According to the present invention, since it has a water outlet for discharging cooling water for cooling the noodles on the conveyance path and in the cooling tank, the boiled noodles are cooled before reaching the cooling tank due to the water discharging effect, Further cooling in the bath can improve the cooling efficiency and shorten the cooling time, improve the production efficiency, and provide noodles with a good texture and appearance by being rapidly cooled. Further, the apparatus can be made compact, for example, the cooling tank can be reduced or made compact. Furthermore, since the boiled noodles are cooled in stages, it can contribute to further improvement in quality.

Further, according to the present invention, the water outlet on the transport path is on the transport path between the outlet of the tank and the shooter, on the transport path on the upstream side of the shooter and on the transport path on the upper side of the shooter. Since it is provided, the noodles immediately after being boiled are cooled twice before reaching the cooling tank, and the cooling efficiency can be further improved and the apparatus can be made compact. Moreover, since the boiled noodles are cooled in a stepwise manner, it is possible to further contribute to quality improvement. Further, the shooter serves as a receiver of the cooling water, and the cooling water can be easily collected .

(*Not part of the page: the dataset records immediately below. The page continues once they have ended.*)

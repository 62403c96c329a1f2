//! Configuration merging.
//!
//! Merges multiple `RawConfig` files into a single resolved `Config`, applying precedence
//! rules and resolving resource paths.

use std::path::{Path, PathBuf};

use tracing::debug;

use crate::{
    Config, ConfigError, EntitySettings, KeywordSettings, NormalizeSettings, ReportSettings,
    TextSettings, TimeSettings,
    parse::{
        RawConfig, RawEntitySettings, RawKeywordSettings, RawNormalizeSettings,
        RawReportSettings, RawTextSettings, RawTimeSettings,
    },
    resolve::resolve_resource_path,
};

/// A parsed config file with its source path.
pub struct ParsedConfig {
    /// Path to the config file.
    pub path: PathBuf,
    /// Parsed raw configuration.
    pub config: RawConfig,
}

impl ParsedConfig {
    /// Returns the directory containing the config file.
    fn dir(&self) -> &Path {
        self.path.parent().unwrap_or_else(|| Path::new("."))
    }
}

/// Merges multiple configuration files into a single resolved `Config`.
///
/// Configs should be provided in precedence order: highest precedence first (closest to CWD),
/// lowest precedence last (global config).
///
/// Merge rules:
/// - Scalar settings: first defined value wins (highest precedence)
/// - Keyword lists: the list from the highest-precedence file that sets it wins whole
/// - Loanword paths resolve against the directory of the file that set them
pub fn merge_configs(configs: &[ParsedConfig]) -> Result<Config, ConfigError> {
    if configs.is_empty() {
        return Ok(Config::default());
    }

    let mut config = Config::default();

    // Iterate in reverse (lowest precedence first) so higher precedence overwrites
    for parsed in configs.iter().rev() {
        let raw = &parsed.config;
        if let Some(ref time) = raw.time {
            apply_raw_time(&mut config.time, time);
        }
        if let Some(ref text) = raw.text {
            apply_raw_text(&mut config.text, text);
        }
        if let Some(ref report) = raw.report {
            apply_raw_report(&mut config.report, report);
        }
        if let Some(ref entity) = raw.entity {
            apply_raw_entity(&mut config.entity, entity);
        }
        if let Some(ref normalize) = raw.normalize {
            apply_raw_normalize(&mut config.normalize, normalize, parsed.dir())?;
        }
        if let Some(ref keywords) = raw.keywords {
            apply_raw_keywords(&mut config.keywords, keywords);
        }
    }

    config.config_root = configs.first().map(|c| c.dir().to_path_buf());
    debug!(files = configs.len(), "merged config files");
    Ok(config)
}

/// Applies raw time settings, overwriting any present values.
fn apply_raw_time(result: &mut TimeSettings, raw: &RawTimeSettings) {
    if let Some(ref v) = raw.column {
        result.column.clone_from(v);
    }
    if let Some(ref v) = raw.format {
        result.format.clone_from(v);
    }
    if let Some(ref v) = raw.period {
        result.period.clone_from(v);
    }
}

/// Applies raw text settings.
fn apply_raw_text(result: &mut TextSettings, raw: &RawTextSettings) {
    if let Some(ref v) = raw.column {
        result.column.clone_from(v);
    }
}

/// Applies raw report settings.
fn apply_raw_report(result: &mut ReportSettings, raw: &RawReportSettings) {
    if let Some(v) = raw.top_n {
        result.top_n = v;
    }
    if let Some(v) = raw.percentage {
        result.percentage = v;
    }
    if let Some(ref v) = raw.sort {
        result.sort.clone_from(v);
    }
}

/// Applies raw entity settings.
fn apply_raw_entity(result: &mut EntitySettings, raw: &RawEntitySettings) {
    if let Some(ref v) = raw.marker {
        result.marker.clone_from(v);
    }
    if let Some(ref v) = raw.column {
        result.column.clone_from(v);
    }
    if let Some(ref v) = raw.filter_column {
        result.filter_column.clone_from(v);
    }
    if let Some(ref v) = raw.filter_value {
        result.filter_value.clone_from(v);
    }
    if let Some(ref v) = raw.url_column {
        result.url_column.clone_from(v);
    }
}

/// Applies raw normalization settings, resolving the loanword path against `config_dir`.
fn apply_raw_normalize(
    result: &mut NormalizeSettings,
    raw: &RawNormalizeSettings,
    config_dir: &Path,
) -> Result<(), ConfigError> {
    if let Some(ref v) = raw.loanwords {
        result.loanwords = Some(resolve_resource_path(v, config_dir)?);
    }
    if let Some(v) = raw.repeats {
        result.repeats = v;
    }
    Ok(())
}

/// Applies a raw keyword filter.
fn apply_raw_keywords(result: &mut KeywordSettings, raw: &RawKeywordSettings) {
    if let Some(ref v) = raw.logic {
        result.logic = Some(v.clone());
    }
    if let Some(ref v) = raw.include {
        result.include.clone_from(v);
    }
    if let Some(ref v) = raw.exclude {
        result.exclude.clone_from(v);
    }
}
//! CLI support for the `sift` binary.

pub mod args;
pub mod commands;
pub mod context;
pub mod output;
pub mod telemetry;

pub use context::CommandContext;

Further, according to the present invention, the water outlet of the cooling tank is provided above the water surface of the cooling tank, the cooling water discharged from the water outlet is supplied by the cooling source, and the waste water from the cooling tank is supplied to the shooter. The drainage route to the upper outlet is set, and the cooling water discharged from the outlet is supplied with the drainage from the cooling tank through the drainage passage and discharged from the upper outlet of the shooter. Is received by the shooter and discharged from the lower side of the shooter, and a drainage route is established between the drainage from the shooter to the drainage tank and the upstream outlet of the shooter, and the cooling water discharged from the outlet is Drainage from the shooter is supplied via the drainage route, drainage from the outlet on the upstream side of the shooter reaches the dredging tank, and drainage from the drainage is discharged to the dredging tank via the drainage path. Because it was supposed to be cooled There are used efficiently, it is possible to also reduce the running cost. In addition, boiled noodles are more preferable because they are cooled stepwise in terms of temperature.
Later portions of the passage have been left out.